WHAT IS NEEDED. Return all lines below containing the word "NewTask".
***** EXTRACTED MATERIAL *****
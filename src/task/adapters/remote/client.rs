//! HTTP client for the remote task store's action-parameter API.
//!
//! The remote store exposes a single endpoint keyed by an `action` query
//! parameter (`get_tasks`, `create_task`, `complete_task`, `sync_tasks`).
//! All payloads are JSON and requests authenticate with a bearer token.

use async_trait::async_trait;
use serde::Deserialize;
use serde_json::json;

use crate::task::{
    domain::{NewTask, PersistedTaskData, Task, TaskId},
    ports::{TaskStore, TaskStoreError, TaskStoreResult},
};

/// Error code the remote store uses for unknown identifiers.
const NOT_FOUND_CODE: &str = "not_found";

/// Connection settings for the remote task store.
#[derive(Debug, Clone)]
pub struct RemoteStoreConfig {
    /// Endpoint URL of the action-parameter API.
    pub base_url: String,
    /// Bearer token presented on every request.
    pub token: String,
}

/// Remote task store client.
#[derive(Debug, Clone)]
pub struct RemoteTaskStore {
    http: reqwest::Client,
    config: RemoteStoreConfig,
}

/// Response envelope returned by every store action.
#[derive(Debug, Deserialize)]
struct Envelope<T> {
    success: bool,
    #[serde(default = "Option::default")]
    data: Option<T>,
    #[serde(default = "Option::default")]
    error: Option<String>,
}

impl RemoteTaskStore {
    /// Creates a client over the given HTTP client and connection settings.
    #[must_use]
    pub const fn new(http: reqwest::Client, config: RemoteStoreConfig) -> Self {
        Self { http, config }
    }

    fn get(&self, action: &str) -> reqwest::RequestBuilder {
        self.http
            .get(&self.config.base_url)
            .query(&[("action", action)])
            .bearer_auth(&self.config.token)
    }

    fn post(&self, action: &str) -> reqwest::RequestBuilder {
        self.http
            .post(&self.config.base_url)
            .query(&[("action", action)])
            .bearer_auth(&self.config.token)
    }

    async fn unwrap_envelope<T>(
        response: reqwest::Response,
        id_for_not_found: Option<TaskId>,
    ) -> TaskStoreResult<Option<T>>
    where
        T: for<'de> Deserialize<'de>,
    {
        let envelope: Envelope<T> = response
            .error_for_status()
            .map_err(TaskStoreError::upstream)?
            .json()
            .await
            .map_err(TaskStoreError::upstream)?;

        if envelope.success {
            return Ok(envelope.data);
        }
        let code = envelope.error.unwrap_or_else(|| "unknown error".to_owned());
        match id_for_not_found {
            Some(id) if code == NOT_FOUND_CODE => Err(TaskStoreError::NotFound(id)),
            _ => Err(TaskStoreError::upstream(std::io::Error::other(code))),
        }
    }

    fn require_task(data: Option<PersistedTaskData>) -> TaskStoreResult<Task> {
        data.map(Task::from_persisted).ok_or_else(|| {
            TaskStoreError::upstream(std::io::Error::other("store returned no task payload"))
        })
    }
}

fn to_persisted(task: &Task) -> PersistedTaskData {
    PersistedTaskData {
        id: task.id(),
        title: task.title().to_owned(),
        description: task.description().map(str::to_owned),
        workspace: task.workspace(),
        energy: task.energy(),
        tags: task.tags().to_vec(),
        estimated_minutes: task.estimated_minutes(),
        due_date: task.due_date(),
        status: task.status(),
        created_at: task.created_at(),
        completed_at: task.completed_at(),
        snoozed_until: task.snoozed_until(),
        recurrence: task.recurrence(),
        depends_on: task.depends_on().to_vec(),
    }
}

#[async_trait]
impl TaskStore for RemoteTaskStore {
    async fn create(&self, task: &NewTask) -> TaskStoreResult<Task> {
        let response = self
            .post("create_task")
            .json(task)
            .send()
            .await
            .map_err(TaskStoreError::upstream)?;
        let data = Self::unwrap_envelope::<PersistedTaskData>(response, None).await?;
        Self::require_task(data)
    }

    async fn list(&self) -> TaskStoreResult<Vec<Task>> {
        let response = self
            .get("get_tasks")
            .send()
            .await
            .map_err(TaskStoreError::upstream)?;
        let data = Self::unwrap_envelope::<Vec<PersistedTaskData>>(response, None).await?;
        Ok(data
            .unwrap_or_default()
            .into_iter()
            .map(Task::from_persisted)
            .collect())
    }

    async fn find_by_id(&self, id: TaskId) -> TaskStoreResult<Option<Task>> {
        let tasks = self.list().await?;
        Ok(tasks.into_iter().find(|task| task.id() == id))
    }

    async fn complete(&self, id: TaskId) -> TaskStoreResult<Task> {
        let response = self
            .post("complete_task")
            .json(&json!({ "id": id }))
            .send()
            .await
            .map_err(TaskStoreError::upstream)?;
        let data = Self::unwrap_envelope::<PersistedTaskData>(response, Some(id)).await?;
        Self::require_task(data)
    }

    async fn sync(&self, tasks: &[Task]) -> TaskStoreResult<()> {
        let rows: Vec<PersistedTaskData> = tasks.iter().map(to_persisted).collect();
        let response = self
            .post("sync_tasks")
            .json(&json!({ "tasks": rows }))
            .send()
            .await
            .map_err(TaskStoreError::upstream)?;
        Self::unwrap_envelope::<serde_json::Value>(response, None).await?;
        Ok(())
    }
}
*****
SOLUTION FOR THIS TASK.
    domain::{NewTask, PersistedTaskData, Task, TaskId},
    async fn create(&self, task: &NewTask) -> TaskStoreResult<Task> {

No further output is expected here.